(Data provided begins)

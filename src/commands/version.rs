//! Version command implementation

use crate::error::Result;

/// Run version command
pub fn run() -> Result<()> {
    println!("devprep {}", env!("CARGO_PKG_VERSION"));
    println!();
    println!("Build info:");
    println!("  Rust version: {}", rustc_version());
    println!("  Profile: {}", build_profile());

    Ok(())
}

fn rustc_version() -> &'static str {
    env!("CARGO_PKG_RUST_VERSION")
}

fn build_profile() -> &'static str {
    if cfg!(debug_assertions) {
        "debug"
    } else {
        "release"
    }
}
//! Installer step execution
//!
//! Each step runs as a background unit of work while the calling thread keeps
//! a spinner alive. The step's result is mapped into a [`StepOutcome`] at this
//! boundary only; failures are recorded, never propagated, so a failed step
//! does not stop the steps after it.

use std::thread;
use std::time::Duration;

use console::{Style, Term};
use indicatif::{ProgressBar, ProgressStyle};

use crate::error::Result;

/// Terminal state of one installer step
#[derive(Debug, Clone, PartialEq, Eq)]
pub enum StepOutcome {
    Success,
    /// Succeeded, but the shell environment changed and needs a reload
    SuccessNeedsReload,
    /// Succeeded, but the operator still has manual configuration to do
    SuccessNeedsFollowup,
    Failed(String),
}

/// Aggregate of all executed steps, owned by the orchestrator
#[derive(Debug, Default, Clone, PartialEq, Eq)]
pub struct RunSummary {
    pub environment_updated: bool,
    pub followup_needed: bool,
    pub any_step_failed: bool,
}

impl RunSummary {
    /// Fold one step outcome into the summary; each terminal state sets at
    /// most one flag and never clears another step's flags.
    pub fn record(&mut self, outcome: &StepOutcome) {
        match outcome {
            StepOutcome::Success => {}
            StepOutcome::SuccessNeedsReload => self.environment_updated = true,
            StepOutcome::SuccessNeedsFollowup => self.followup_needed = true,
            StepOutcome::Failed(_) => self.any_step_failed = true,
        }
    }
}

/// Hides the terminal cursor for its lifetime; restored on drop, even when the
/// step's unit of work panics.
struct CursorGuard {
    term: Term,
}

impl CursorGuard {
    fn hide() -> Self {
        let term = Term::stdout();
        let _ = term.hide_cursor();
        Self { term }
    }
}

impl Drop for CursorGuard {
    fn drop(&mut self) {
        let _ = self.term.show_cursor();
    }
}

fn step_spinner(name: &str) -> ProgressBar {
    let pb = ProgressBar::new_spinner();
    pb.set_style(
        ProgressStyle::default_spinner()
            .template("{spinner:.cyan} {msg}")
            .unwrap()
            .tick_strings(&["⠋", "⠙", "⠹", "⠸", "⠼", "⠴", "⠦", "⠧", "⠇", "⠏"]),
    );
    pb.set_message(name.to_string());
    pb.enable_steady_tick(Duration::from_millis(80));
    pb
}

/// Run one named step to its terminal state.
///
/// The thunk executes on a background thread; this thread renders the spinner
/// and blocks on the join. There is no retry, no cancellation and no timeout:
/// the step is resolved exactly once.
pub fn run_step<F>(name: &str, thunk: F) -> StepOutcome
where
    F: FnOnce() -> Result<StepOutcome> + Send + 'static,
{
    let _cursor = CursorGuard::hide();
    let pb = step_spinner(name);
    tracing::info!(step = name, "step started");

    let worker = thread::spawn(thunk);
    let outcome = match worker.join() {
        Ok(Ok(outcome)) => outcome,
        Ok(Err(e)) => StepOutcome::Failed(e.to_string()),
        Err(_) => StepOutcome::Failed(format!("step '{name}' terminated abnormally")),
    };
    pb.finish_and_clear();

    match &outcome {
        StepOutcome::Failed(detail) => {
            tracing::error!(step = name, detail = %detail, "step failed");
            println!("{} {}", Style::new().red().bold().apply_to("✗"), name);
        }
        _ => {
            tracing::info!(step = name, outcome = ?outcome, "step finished");
            println!("{} {}", Style::new().green().bold().apply_to("✓"), name);
        }
    }

    outcome
}
//! Shell completions command

use clap::CommandFactory;

use crate::cli::CompletionsArgs;
use crate::error::Result;

/// Generate shell completions
pub fn run(args: &CompletionsArgs) -> Result<()> {
    let shell_name = args.shell.to_lowercase();
    let shell = match shell_name.as_str() {
        "bash" => clap_complete::Shell::Bash,
        "elvish" => clap_complete::Shell::Elvish,
        "fish" => clap_complete::Shell::Fish,
        "powershell" | "pwsh" => clap_complete::Shell::PowerShell,
        "zsh" => clap_complete::Shell::Zsh,
        _ => {
            eprintln!("Unknown shell: {}", args.shell);
            eprintln!("Supported shells: bash, elvish, fish, powershell, zsh");
            std::process::exit(1);
        }
    };

    let mut cmd = <crate::cli::Cli as CommandFactory>::command();
    clap_complete::generate(shell, &mut cmd, "devprep", &mut std::io::stdout().lock());

    Ok(())
}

(Data provided ends)

Retype every record above exactly.

filename src/commands/version.rs
//! Version command implementation

use crate::error::Result;

/// Run version command
pub fn run() -> Result<()> {
    println!("devprep {}", env!("CARGO_PKG_VERSION"));
    println!();
    println!("Build info:");
    println!("  Rust version: {}", rustc_version());
    println!("  Profile: {}", build_profile());

    Ok(())
}

fn rustc_version() -> &'static str {
    env!("CARGO_PKG_RUST_VERSION")
}

fn build_profile() -> &'static str {
    if cfg!(debug_assertions) {
        "debug"
    } else {
        "release"
    }
}
//! Installer step execution
//!
//! Each step runs as a background unit of work while the calling thread keeps
//! a spinner alive. The step's result is mapped into a [`StepOutcome`] at this
//! boundary only; failures are recorded, never propagated, so a failed step
//! does not stop the steps after it.

use std::thread;
use std::time::Duration;

use console::{Style, Term};
use indicatif::{ProgressBar, ProgressStyle};

use crate::error::Result;

/// Terminal state of one installer step
#[derive(Debug, Clone, PartialEq, Eq)]
pub enum StepOutcome {
    Success,
    /// Succeeded, but the shell environment changed and needs a reload
    SuccessNeedsReload,
    /// Succeeded, but the operator still has manual configuration to do
    SuccessNeedsFollowup,
    Failed(String),
}

/// Aggregate of all executed steps, owned by the orchestrator
#[derive(Debug, Default, Clone, PartialEq, Eq)]
pub struct RunSummary {
    pub environment_updated: bool,
    pub followup_needed: bool,
    pub any_step_failed: bool,
}

impl RunSummary {
    /// Fold one step outcome into the summary; each terminal state sets at
    /// most one flag and never clears another step's flags.
    pub fn record(&mut self, outcome: &StepOutcome) {
        match outcome {
            StepOutcome::Success => {}
            StepOutcome::SuccessNeedsReload => self.environment_updated = true,
            StepOutcome::SuccessNeedsFollowup => self.followup_needed = true,
            StepOutcome::Failed(_) => self.any_step_failed = true,
        }
    }
}

/// Hides the terminal cursor for its lifetime; restored on drop, even when the
/// step's unit of work panics.
struct CursorGuard {
    term: Term,
}

impl CursorGuard {
    fn hide() -> Self {
        let term = Term::stdout();
        let _ = term.hide_cursor();
        Self { term }
    }
}

impl Drop for CursorGuard {
    fn drop(&mut self) {
        let _ = self.term.show_cursor();
    }
}

fn step_spinner(name: &str) -> ProgressBar {
    let pb = ProgressBar::new_spinner();
    pb.set_style(
        ProgressStyle::default_spinner()
            .template("{spinner:.cyan} {msg}")
            .unwrap()
            .tick_strings(&["⠋", "⠙", "⠹", "⠸", "⠼", "⠴", "⠦", "⠧", "⠇", "⠏"]),
    );
    pb.set_message(name.to_string());
    pb.enable_steady_tick(Duration::from_millis(80));
    pb
}

/// Run one named step to its terminal state.
///
/// The thunk executes on a background thread; this thread renders the spinner
/// and blocks on the join. There is no retry, no cancellation and no timeout:
/// the step is resolved exactly once.
pub fn run_step<F>(name: &str, thunk: F) -> StepOutcome
where
    F: FnOnce() -> Result<StepOutcome> + Send + 'static,
{
    let _cursor = CursorGuard::hide();
    let pb = step_spinner(name);
    tracing::info!(step = name, "step started");

    let worker = thread::spawn(thunk);
    let outcome = match worker.join() {
        Ok(Ok(outcome)) => outcome,
        Ok(Err(e)) => StepOutcome::Failed(e.to_string()),
        Err(_) => StepOutcome::Failed(format!("step '{name}' terminated abnormally")),
    };
    pb.finish_and_clear();

    match &outcome {
        StepOutcome::Failed(detail) => {
            tracing::error!(step = name, detail = %detail, "step failed");
            println!("{} {}", Style::new().red().bold().apply_to("✗"), name);
        }
        _ => {
            tracing::info!(step = name, outcome = ?outcome, "step finished");
            println!("{} {}", Style::new().green().bold().apply_to("✓"), name);
        }
    }

    outcome
}
//! Shell completions command

use clap::CommandFactory;

use crate::cli::CompletionsArgs;
use crate::error::Result;

/// Generate shell completions
pub fn run(args: &CompletionsArgs) -> Result<()> {
    let shell_name = args.shell.to_lowercase();
    let shell = match shell_name.as_str() {
        "bash" => clap_complete::Shell::Bash,
        "elvish" => clap_complete::Shell::Elvish,
        "fish" => clap_complete::Shell::Fish,
        "powershell" | "pwsh" => clap_complete::Shell::PowerShell,
        "zsh" => clap_complete::Shell::Zsh,
        _ => {
            eprintln!("Unknown shell: {}", args.shell);
            eprintln!("Supported shells: bash, elvish, fish, powershell, zsh");
            std::process::exit(1);
        }
    };

    let mut cmd = <crate::cli::Cli as CommandFactory>::command();
    clap_complete::generate(shell, &mut cmd, "devprep", &mut std::io::stdout().lock());

    Ok(())
}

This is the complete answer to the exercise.